I first read this book years and years ago as the son of a downwardly mobile family attending an upper-prole college. And as John warns, it fundamentally changed the way I understood everyone around me and made me hyperaware of my own tastes and behaviors. Somehow, I zig-zagged my way up the ladder a bit enough to encounter, and work among, the real upper and upper-middle class of my midsized city. I had grown up in the same city as these people but had never encountered them at all before. They have done an incredible job of isolating themselves from both the mids and the proles despite their geographic proximity.

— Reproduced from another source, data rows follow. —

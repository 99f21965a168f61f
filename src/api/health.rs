use axum::response::Json;
use serde_json::{json, Value};

pub async fn health_check() -> Json<Value> {
    Json(json!({
        "status": "healthy",
        "service": "appointment-api",
        "version": env!("CARGO_PKG_VERSION"),
        "timestamp": chrono::Utc::now().to_rfc3339()
    }))
}
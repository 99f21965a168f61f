use async_graphql::ErrorExtensions;
use thiserror::Error;

use crate::store::StoreError;

#[derive(Error, Debug)]
pub enum AuthError {
    #[error("Email already in use")]
    DuplicateEmail,
    #[error("Invalid credentials")]
    InvalidCredentials,
    #[error("Invalid token")]
    InvalidToken,
    #[error("Token expired")]
    TokenExpired,
    #[error("Invalid authorization header format")]
    InvalidAuthHeaderFormat,
    #[error("Validation error: {0}")]
    Validation(String),
    #[error("Store error: {0}")]
    Store(#[from] StoreError),
    #[error("Token lifetime is out of range")]
    TokenLifetime,
    #[error("JWT error: {0}")]
    Jwt(#[from] jsonwebtoken::errors::Error),
    #[error("Password hashing error: {0}")]
    PasswordHashing(#[from] crate::auth::password::PasswordError),
}

impl AuthError {
    /// Machine-readable code carried in the GraphQL error extensions.
    pub fn code(&self) -> &'static str {
        match self {
            AuthError::DuplicateEmail => "DUPLICATE_EMAIL",
            AuthError::InvalidCredentials => "INVALID_CREDENTIALS",
            AuthError::InvalidToken | AuthError::TokenExpired | AuthError::InvalidAuthHeaderFormat => {
                "UNAUTHENTICATED"
            }
            AuthError::Validation(_) => "VALIDATION_ERROR",
            AuthError::Store(_)
            | AuthError::TokenLifetime
            | AuthError::Jwt(_)
            | AuthError::PasswordHashing(_) => "INTERNAL_ERROR",
        }
    }

    fn is_internal(&self) -> bool {
        self.code() == "INTERNAL_ERROR"
    }
}

impl ErrorExtensions for AuthError {
    fn extend(&self) -> async_graphql::Error {
        let message = if self.is_internal() {
            tracing::error!(error = %self, "authentication request failed");
            "Internal server error".to_string()
        } else {
            self.to_string()
        };

        let code = self.code();
        async_graphql::Error::new(message).extend_with(|_, extensions| extensions.set("code", code))
    }
}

What I find particularly interesting now are the class distinctions between the strivers and the inter-generationally wealthy, both of whom I encounter in law practice. The old money people (OMPs) erect these invisible barriers that the stivers have difficulty perceiving. The strivers lean hard into the value of education and intellectual pursuits while the OMPs are almost anti-intellectual. The OMPs often have done very well academically, but it is assumed that of course you’d do whatever needed to be done to maintain your class standing. One shouldn’t lean on it too much. That’s tacky. If you admit to an OMP that you are reading St. Augustine or studying Greek in your free time, they will smirk. Acceptable leisure activities for them generally involve socializing at the club, playing golf or tennis, or spending time at your lake house. Why would you read a book? Basically, any expression of genuine excitement or earnest curiosity is right out. Everything hast to be held a little at arm’s length. The strivers like to travel to Europe and will pack their days with sightseeing. The OMPs travel to Europe, too, but they do little sightseeing. A more appealing vacation for an OMP might be skiing. They love skiing. And it’s kind of understandable why: you have to do it regularly, it costs a lot, you have to know where to go and when to go, and there’s a lot of unusual equipment and clothing involved. It's perfectly frivolous. It’s very difficult for strivers to break into this world if you didn’t grow up in it—especially if you all live in the South. While the strivers like to attend the symphony or the ballet, the OMPs sit on the board but leave halfway through the performance. And in law practice, while the strivers do most of the work, the OMPs have all the clients.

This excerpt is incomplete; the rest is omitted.